- _Material shown_:

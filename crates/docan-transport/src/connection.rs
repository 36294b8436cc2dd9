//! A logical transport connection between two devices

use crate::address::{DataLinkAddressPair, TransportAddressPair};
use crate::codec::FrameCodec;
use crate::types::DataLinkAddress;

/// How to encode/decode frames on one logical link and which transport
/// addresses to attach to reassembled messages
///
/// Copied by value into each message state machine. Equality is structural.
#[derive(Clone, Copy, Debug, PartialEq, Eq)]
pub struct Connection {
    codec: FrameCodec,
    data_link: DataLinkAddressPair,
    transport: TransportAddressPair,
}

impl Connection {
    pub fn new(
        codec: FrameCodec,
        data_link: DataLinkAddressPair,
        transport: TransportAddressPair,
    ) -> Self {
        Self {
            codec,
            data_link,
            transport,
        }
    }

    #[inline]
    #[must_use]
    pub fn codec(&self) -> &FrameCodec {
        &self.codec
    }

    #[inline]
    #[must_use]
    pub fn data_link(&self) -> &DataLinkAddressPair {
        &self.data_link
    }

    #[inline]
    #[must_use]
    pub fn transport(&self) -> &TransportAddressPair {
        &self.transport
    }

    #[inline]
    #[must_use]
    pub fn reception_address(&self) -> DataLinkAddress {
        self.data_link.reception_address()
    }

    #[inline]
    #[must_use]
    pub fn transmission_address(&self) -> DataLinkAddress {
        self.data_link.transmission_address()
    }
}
==
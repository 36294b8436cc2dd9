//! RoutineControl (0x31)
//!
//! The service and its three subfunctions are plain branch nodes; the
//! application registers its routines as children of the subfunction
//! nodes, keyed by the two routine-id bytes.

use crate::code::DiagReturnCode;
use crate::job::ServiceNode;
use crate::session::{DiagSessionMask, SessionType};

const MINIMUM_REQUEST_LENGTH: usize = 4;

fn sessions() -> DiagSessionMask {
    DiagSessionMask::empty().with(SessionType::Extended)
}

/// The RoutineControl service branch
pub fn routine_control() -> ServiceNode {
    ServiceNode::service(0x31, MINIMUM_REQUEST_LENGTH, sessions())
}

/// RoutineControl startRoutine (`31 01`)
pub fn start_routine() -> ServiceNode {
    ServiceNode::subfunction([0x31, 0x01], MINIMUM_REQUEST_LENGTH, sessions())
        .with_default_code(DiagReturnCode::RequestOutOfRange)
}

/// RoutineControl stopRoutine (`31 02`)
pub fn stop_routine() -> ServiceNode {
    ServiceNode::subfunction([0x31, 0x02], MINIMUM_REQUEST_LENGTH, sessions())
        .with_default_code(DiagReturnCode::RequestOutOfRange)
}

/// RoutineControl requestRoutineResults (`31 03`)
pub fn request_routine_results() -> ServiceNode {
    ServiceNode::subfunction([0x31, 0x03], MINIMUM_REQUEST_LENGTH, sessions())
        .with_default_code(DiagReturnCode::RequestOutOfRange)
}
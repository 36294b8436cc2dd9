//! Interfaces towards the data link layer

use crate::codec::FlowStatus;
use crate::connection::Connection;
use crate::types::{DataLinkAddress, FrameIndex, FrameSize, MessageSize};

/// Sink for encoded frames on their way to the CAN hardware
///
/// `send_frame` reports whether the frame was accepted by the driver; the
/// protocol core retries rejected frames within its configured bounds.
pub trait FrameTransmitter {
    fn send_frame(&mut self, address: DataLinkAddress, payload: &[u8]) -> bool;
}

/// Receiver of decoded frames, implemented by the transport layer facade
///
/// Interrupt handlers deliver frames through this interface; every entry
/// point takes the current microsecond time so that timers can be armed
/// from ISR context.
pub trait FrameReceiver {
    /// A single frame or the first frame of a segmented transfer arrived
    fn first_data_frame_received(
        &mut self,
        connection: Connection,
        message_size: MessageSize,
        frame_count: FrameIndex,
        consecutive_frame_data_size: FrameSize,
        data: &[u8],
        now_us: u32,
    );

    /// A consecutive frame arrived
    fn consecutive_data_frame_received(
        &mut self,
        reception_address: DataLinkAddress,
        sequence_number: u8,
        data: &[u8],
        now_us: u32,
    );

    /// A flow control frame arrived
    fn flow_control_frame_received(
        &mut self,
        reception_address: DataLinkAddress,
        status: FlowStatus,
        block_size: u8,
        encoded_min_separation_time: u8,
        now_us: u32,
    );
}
--
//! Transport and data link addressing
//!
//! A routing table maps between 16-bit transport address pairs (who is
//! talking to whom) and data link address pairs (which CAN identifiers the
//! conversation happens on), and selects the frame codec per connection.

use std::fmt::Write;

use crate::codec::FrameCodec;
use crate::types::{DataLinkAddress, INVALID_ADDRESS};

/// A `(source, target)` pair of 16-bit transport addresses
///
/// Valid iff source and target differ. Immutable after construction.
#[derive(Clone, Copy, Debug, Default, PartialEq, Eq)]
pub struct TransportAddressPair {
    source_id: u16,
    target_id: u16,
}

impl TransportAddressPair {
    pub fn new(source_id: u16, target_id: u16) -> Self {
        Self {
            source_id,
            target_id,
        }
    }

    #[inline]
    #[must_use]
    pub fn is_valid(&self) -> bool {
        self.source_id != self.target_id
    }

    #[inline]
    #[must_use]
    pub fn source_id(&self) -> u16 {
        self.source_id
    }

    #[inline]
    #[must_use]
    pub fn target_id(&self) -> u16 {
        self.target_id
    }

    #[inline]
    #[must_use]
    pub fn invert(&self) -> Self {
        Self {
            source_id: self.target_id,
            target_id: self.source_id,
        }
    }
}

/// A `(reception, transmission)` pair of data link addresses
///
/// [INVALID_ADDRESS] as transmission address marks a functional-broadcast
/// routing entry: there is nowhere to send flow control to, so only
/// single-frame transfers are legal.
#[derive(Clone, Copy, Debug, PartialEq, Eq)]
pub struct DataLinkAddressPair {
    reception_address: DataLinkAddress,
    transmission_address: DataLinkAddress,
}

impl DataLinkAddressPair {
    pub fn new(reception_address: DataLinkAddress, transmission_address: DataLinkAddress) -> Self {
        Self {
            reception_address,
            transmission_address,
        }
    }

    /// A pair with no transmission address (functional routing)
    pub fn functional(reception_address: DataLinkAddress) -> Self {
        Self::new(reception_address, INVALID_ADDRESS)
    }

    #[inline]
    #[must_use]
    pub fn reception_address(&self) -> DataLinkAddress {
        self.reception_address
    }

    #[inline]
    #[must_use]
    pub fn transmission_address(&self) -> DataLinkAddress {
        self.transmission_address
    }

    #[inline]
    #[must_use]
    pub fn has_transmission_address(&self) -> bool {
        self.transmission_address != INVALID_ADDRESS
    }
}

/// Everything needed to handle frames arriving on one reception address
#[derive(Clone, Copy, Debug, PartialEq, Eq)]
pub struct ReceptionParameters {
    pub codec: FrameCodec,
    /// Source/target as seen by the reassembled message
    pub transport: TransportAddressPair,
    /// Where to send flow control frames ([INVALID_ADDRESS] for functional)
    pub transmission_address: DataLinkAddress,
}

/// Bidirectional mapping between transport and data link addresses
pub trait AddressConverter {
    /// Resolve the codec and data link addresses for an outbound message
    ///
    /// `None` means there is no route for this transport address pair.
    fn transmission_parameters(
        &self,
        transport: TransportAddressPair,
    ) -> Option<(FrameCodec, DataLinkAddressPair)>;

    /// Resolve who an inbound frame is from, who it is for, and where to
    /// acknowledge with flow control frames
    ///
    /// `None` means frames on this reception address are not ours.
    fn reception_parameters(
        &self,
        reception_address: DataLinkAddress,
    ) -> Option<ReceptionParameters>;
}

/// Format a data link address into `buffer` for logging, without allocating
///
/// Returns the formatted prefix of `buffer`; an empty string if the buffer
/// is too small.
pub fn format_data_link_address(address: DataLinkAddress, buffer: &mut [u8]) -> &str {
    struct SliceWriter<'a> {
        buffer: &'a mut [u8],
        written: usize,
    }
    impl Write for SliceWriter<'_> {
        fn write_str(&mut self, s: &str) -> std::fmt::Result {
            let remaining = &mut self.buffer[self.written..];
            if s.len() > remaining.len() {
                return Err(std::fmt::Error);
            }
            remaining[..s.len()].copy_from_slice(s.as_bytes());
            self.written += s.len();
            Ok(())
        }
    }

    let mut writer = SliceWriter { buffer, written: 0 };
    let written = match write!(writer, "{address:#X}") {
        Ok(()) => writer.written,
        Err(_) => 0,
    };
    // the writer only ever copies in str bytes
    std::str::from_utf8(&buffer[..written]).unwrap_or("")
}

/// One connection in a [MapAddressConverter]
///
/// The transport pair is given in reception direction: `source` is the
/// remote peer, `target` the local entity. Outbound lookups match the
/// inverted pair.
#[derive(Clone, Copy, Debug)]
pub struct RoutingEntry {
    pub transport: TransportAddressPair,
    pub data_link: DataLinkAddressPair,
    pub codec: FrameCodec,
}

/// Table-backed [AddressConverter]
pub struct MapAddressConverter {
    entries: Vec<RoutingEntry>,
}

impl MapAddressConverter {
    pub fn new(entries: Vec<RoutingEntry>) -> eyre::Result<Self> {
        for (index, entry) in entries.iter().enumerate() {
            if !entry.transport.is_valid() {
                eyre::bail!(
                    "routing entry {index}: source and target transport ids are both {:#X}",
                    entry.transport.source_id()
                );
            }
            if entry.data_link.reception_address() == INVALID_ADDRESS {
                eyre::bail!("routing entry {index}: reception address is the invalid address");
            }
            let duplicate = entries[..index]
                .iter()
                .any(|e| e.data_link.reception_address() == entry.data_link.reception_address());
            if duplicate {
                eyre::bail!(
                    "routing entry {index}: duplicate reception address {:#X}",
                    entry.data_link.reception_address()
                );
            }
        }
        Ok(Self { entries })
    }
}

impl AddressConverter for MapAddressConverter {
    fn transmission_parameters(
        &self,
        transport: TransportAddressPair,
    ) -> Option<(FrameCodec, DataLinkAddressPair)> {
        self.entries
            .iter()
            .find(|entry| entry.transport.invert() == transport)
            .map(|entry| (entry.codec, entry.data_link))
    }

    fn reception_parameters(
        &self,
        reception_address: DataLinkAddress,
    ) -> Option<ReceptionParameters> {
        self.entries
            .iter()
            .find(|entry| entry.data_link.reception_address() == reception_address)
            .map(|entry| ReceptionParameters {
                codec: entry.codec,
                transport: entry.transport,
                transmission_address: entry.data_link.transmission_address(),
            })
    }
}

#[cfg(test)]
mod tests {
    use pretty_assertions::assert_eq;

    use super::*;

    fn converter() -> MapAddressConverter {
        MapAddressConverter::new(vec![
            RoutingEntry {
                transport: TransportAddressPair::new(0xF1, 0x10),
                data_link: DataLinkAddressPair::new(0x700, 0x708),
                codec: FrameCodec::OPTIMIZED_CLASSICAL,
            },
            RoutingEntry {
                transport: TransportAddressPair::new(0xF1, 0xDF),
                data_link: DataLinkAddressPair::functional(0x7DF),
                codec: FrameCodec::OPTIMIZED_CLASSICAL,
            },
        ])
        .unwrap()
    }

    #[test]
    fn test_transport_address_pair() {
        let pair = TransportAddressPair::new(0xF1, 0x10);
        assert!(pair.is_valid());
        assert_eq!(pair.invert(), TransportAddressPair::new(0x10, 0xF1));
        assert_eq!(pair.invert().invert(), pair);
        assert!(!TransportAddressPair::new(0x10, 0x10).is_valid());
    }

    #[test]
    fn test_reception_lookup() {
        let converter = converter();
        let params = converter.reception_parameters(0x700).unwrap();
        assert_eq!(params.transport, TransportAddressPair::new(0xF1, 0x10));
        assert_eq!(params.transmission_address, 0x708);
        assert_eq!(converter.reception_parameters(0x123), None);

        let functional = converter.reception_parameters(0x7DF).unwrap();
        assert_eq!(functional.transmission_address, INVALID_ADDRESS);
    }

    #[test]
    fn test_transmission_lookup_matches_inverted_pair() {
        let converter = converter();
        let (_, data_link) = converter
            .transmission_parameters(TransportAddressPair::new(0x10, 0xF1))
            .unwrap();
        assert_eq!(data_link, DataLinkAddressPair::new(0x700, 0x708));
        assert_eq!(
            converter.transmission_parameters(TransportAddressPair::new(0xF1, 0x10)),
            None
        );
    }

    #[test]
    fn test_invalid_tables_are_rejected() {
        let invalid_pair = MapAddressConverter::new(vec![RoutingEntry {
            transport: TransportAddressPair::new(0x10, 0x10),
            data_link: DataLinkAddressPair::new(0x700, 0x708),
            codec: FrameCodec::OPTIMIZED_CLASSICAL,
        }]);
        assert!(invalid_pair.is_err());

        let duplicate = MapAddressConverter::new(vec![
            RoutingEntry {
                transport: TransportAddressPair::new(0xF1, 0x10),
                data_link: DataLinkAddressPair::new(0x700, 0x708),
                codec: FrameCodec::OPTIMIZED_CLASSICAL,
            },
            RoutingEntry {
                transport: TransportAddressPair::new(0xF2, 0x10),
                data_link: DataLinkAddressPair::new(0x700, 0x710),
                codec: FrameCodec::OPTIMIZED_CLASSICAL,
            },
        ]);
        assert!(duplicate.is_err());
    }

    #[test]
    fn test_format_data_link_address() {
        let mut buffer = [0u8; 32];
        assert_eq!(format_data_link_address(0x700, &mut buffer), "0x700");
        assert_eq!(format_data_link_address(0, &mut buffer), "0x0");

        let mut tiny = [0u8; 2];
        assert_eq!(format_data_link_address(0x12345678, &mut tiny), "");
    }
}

- _Problem details_:
Lines above that contain the string "params" make up the answer.

- _Solution for this task_:
        let params = converter.reception_parameters(0x700).unwrap();
        assert_eq!(params.transport, TransportAddressPair::new(0xF1, 0x10));
        assert_eq!(params.transmission_address, 0x708);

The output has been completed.